[Stored data entries]

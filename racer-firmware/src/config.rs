// Projekt-Konfiguration: Konstanten und Hardware-Zuordnungen
#![allow(dead_code)]

// ============================================================================
// Pin-Belegung (siehe Schaltplan des Racer-Boards)
// ============================================================================
//
// Die Pins selbst werden in main.rs aus `peripherals` entnommen, die
// Nummern hier dienen der Dokumentation und den Logs.

/// WS2812 Datenleitung (5 LEDs)
pub const LED_GPIO_PIN: u8 = 8;

/// Motor A: H-Brücke vorwärts / rückwärts
pub const MOTOR_A_FORWARD_PIN: u8 = 13;
pub const MOTOR_A_BACKWARD_PIN: u8 = 14;

/// Motor B: H-Brücke vorwärts / rückwärts
pub const MOTOR_B_FORWARD_PIN: u8 = 4;
pub const MOTOR_B_BACKWARD_PIN: u8 = 5;

/// Farbsensor TCS3400 (I2C)
pub const COLOR_SENSOR_SCL_PIN: u8 = 0;
pub const COLOR_SENSOR_SDA_PIN: u8 = 1;

/// Trigger-Eingang (Pull-Up, fallende Flanke)
pub const TRIGGER_GPIO_PIN: u8 = 10;

/// Akku-Messung (ADC1)
pub const BATTERY_ADC_PIN: u8 = 2;

// ============================================================================
// LED Konfiguration
// ============================================================================

/// RMT Taktfrequenz in MHz
/// 80 MHz ist optimal für WS2812 LED-Timing
pub const RMT_CLOCK_MHZ: u32 = 80;

/// Timeout für den Lock auf den LED-Zustand
pub const LED_LOCK_TIMEOUT_MS: u64 = 100;

// ============================================================================
// Motor Konfiguration
// ============================================================================

/// LEDC PWM-Frequenz
pub const MOTOR_PWM_FREQUENCY_KHZ: u32 = 15;

/// Kapazität jeder Motor-Queue
pub const MOTOR_QUEUE_SIZE: usize = 10;

// ============================================================================
// Sensor Konfiguration
// ============================================================================

/// I2C Adresse des TCS3400
pub const COLOR_SENSOR_ADDR: u8 = 0x39;

/// I2C Bus-Takt
pub const I2C_FREQUENCY_KHZ: u32 = 400;

/// Kapazität der Trigger-Queue (Flanke → Sensor-Task)
pub const TRIGGER_QUEUE_SIZE: usize = 10;

/// Kapazität der Farb-Queue (Sensor-Task → Game-Task)
pub const COLOR_QUEUE_SIZE: usize = 4;

/// Wartezeit nach dem Trigger, bis der Sensor über der Markierung steht
pub const SAMPLE_SETTLE_MS: u64 = 10;

/// Messungen pro Trigger
pub const SAMPLES_PER_BURST: usize = 5;

/// Abstand zwischen den Messungen eines Bursts
pub const SAMPLE_SPACING_MS: u64 = 3;

/// Pause nach einem fehlgeschlagenen Sensor-Init
pub const SENSOR_RETRY_DELAY_SECS: u64 = 2;

// ============================================================================
// Akku Konfiguration
// ============================================================================

/// Alle N Prüfungen wird die Spannung als Telemetrie veröffentlicht
pub const BATTERY_REPORT_EVERY: u32 = 50;

// ============================================================================
// Telemetrie (PubSubChannel)
// ============================================================================

pub const TELEMETRY_CAPACITY: usize = 4;

/// 1 MQTT + bis zu 5 WebSockets
pub const TELEMETRY_SUBSCRIBERS: usize = 6;

/// Sensor-, Game- und Battery-Task
pub const TELEMETRY_PUBLISHERS: usize = 3;

// ============================================================================
// WiFi Konfiguration
// ============================================================================

/// WiFi SSID (Netzwerk-Name)
/// Wird zur Build-Zeit aus der Environment Variable WIFI_SSID geladen
pub const WIFI_SSID: &str = env!(
    "WIFI_SSID",
    "WiFi SSID nicht gesetzt! Erstelle .env file (siehe .env.example)"
);

/// WiFi Passwort
pub const WIFI_PASSWORD: &str = env!(
    "WIFI_PASSWORD",
    "WiFi Password nicht gesetzt! Erstelle .env file (siehe .env.example)"
);

/// Wartezeit nach einem fehlgeschlagenen Verbindungsversuch
pub const WIFI_RETRY_DELAY_SECS: u64 = 5;

/// Heap-Größe für WiFi (Bytes)
pub const WIFI_HEAP_SIZE: usize = 65536; // 64 KB

/// Zusätzliche Heap-Größe (Bytes)
pub const EXTRA_HEAP_SIZE: usize = 36864; // 36 KB

// ============================================================================
// MQTT Konfiguration
// ============================================================================

/// MQTT Broker Hostname oder IP-Adresse
pub const MQTT_BROKER: &str = env!(
    "MQTT_BROKER",
    "MQTT Broker nicht gesetzt! Erstelle .env file (siehe .env.example)"
);

/// MQTT Broker Port
pub const MQTT_PORT: u16 = 1883;

/// MQTT Client ID
pub const MQTT_CLIENT_ID: &str = env!(
    "MQTT_CLIENT_ID",
    "MQTT Client ID nicht gesetzt! Erstelle .env file (siehe .env.example)"
);

/// Topic für erkannte Streckenfarben
pub const MQTT_TOPIC_COLOR: &str = env!(
    "MQTT_TOPIC_COLOR",
    "MQTT Topic Color nicht gesetzt! Erstelle .env file (siehe .env.example)"
);

/// Topic für Wechsel des Spiel-Effekts
pub const MQTT_TOPIC_EFFECT: &str = env!(
    "MQTT_TOPIC_EFFECT",
    "MQTT Topic Effect nicht gesetzt! Erstelle .env file (siehe .env.example)"
);

/// Topic für die Akkuspannung in Millivolt
pub const MQTT_TOPIC_BATTERY: &str = env!(
    "MQTT_TOPIC_BATTERY",
    "MQTT Topic Battery nicht gesetzt! Erstelle .env file (siehe .env.example)"
);

/// MQTT Reconnect Delay in Sekunden
pub const MQTT_RECONNECT_DELAY_SECS: u64 = 5;

/// MQTT Buffer-Größe in Bytes
pub const MQTT_BUFFER_SIZE: usize = 1024;

/// DNS Query Timeout in Sekunden
pub const DNS_TIMEOUT_SECS: u64 = 10;

// ============================================================================
// HTTP Server Konfiguration
// ============================================================================

/// Anzahl paralleler HTTP-Server-Tasks
pub const HTTP_TASK_POOL_SIZE: usize = 4;

/// HTTP Buffer-Größe in Bytes
pub const HTTP_BUFFER_SIZE: usize = 1024;

/// TCP RX/TX Buffer-Größen in Bytes
pub const TCP_RX_BUFFER_SIZE: usize = 1024;
pub const TCP_TX_BUFFER_SIZE: usize = 1024;

/// WebSocket Message Buffer-Größe in Bytes
pub const WEBSOCKET_BUFFER_SIZE: usize = 512;

/// JSON Serialisierungs-Buffer für WebSocket-Nachrichten
pub const JSON_BUFFER_SIZE: usize = 192;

> [Task]: Please give an exact copy of the entries above, from the line with "pub const WIFI_HEAP_SIZE: usize" down to the line with "Topic Battery nicht", inclusive, and nothing else.

> [Task response]:
pub const WIFI_HEAP_SIZE: usize = 65536; // 64 KB

/// Zusätzliche Heap-Größe (Bytes)
pub const EXTRA_HEAP_SIZE: usize = 36864; // 36 KB

// ============================================================================
// MQTT Konfiguration
// ============================================================================

/// MQTT Broker Hostname oder IP-Adresse
pub const MQTT_BROKER: &str = env!(
    "MQTT_BROKER",
    "MQTT Broker nicht gesetzt! Erstelle .env file (siehe .env.example)"
);

/// MQTT Broker Port
pub const MQTT_PORT: u16 = 1883;

/// MQTT Client ID
pub const MQTT_CLIENT_ID: &str = env!(
    "MQTT_CLIENT_ID",
    "MQTT Client ID nicht gesetzt! Erstelle .env file (siehe .env.example)"
);

/// Topic für erkannte Streckenfarben
pub const MQTT_TOPIC_COLOR: &str = env!(
    "MQTT_TOPIC_COLOR",
    "MQTT Topic Color nicht gesetzt! Erstelle .env file (siehe .env.example)"
);

/// Topic für Wechsel des Spiel-Effekts
pub const MQTT_TOPIC_EFFECT: &str = env!(
    "MQTT_TOPIC_EFFECT",
    "MQTT Topic Effect nicht gesetzt! Erstelle .env file (siehe .env.example)"
);

/// Topic für die Akkuspannung in Millivolt
pub const MQTT_TOPIC_BATTERY: &str = env!(
    "MQTT_TOPIC_BATTERY",
    "MQTT Topic Battery nicht gesetzt! Erstelle .env file (siehe .env.example)"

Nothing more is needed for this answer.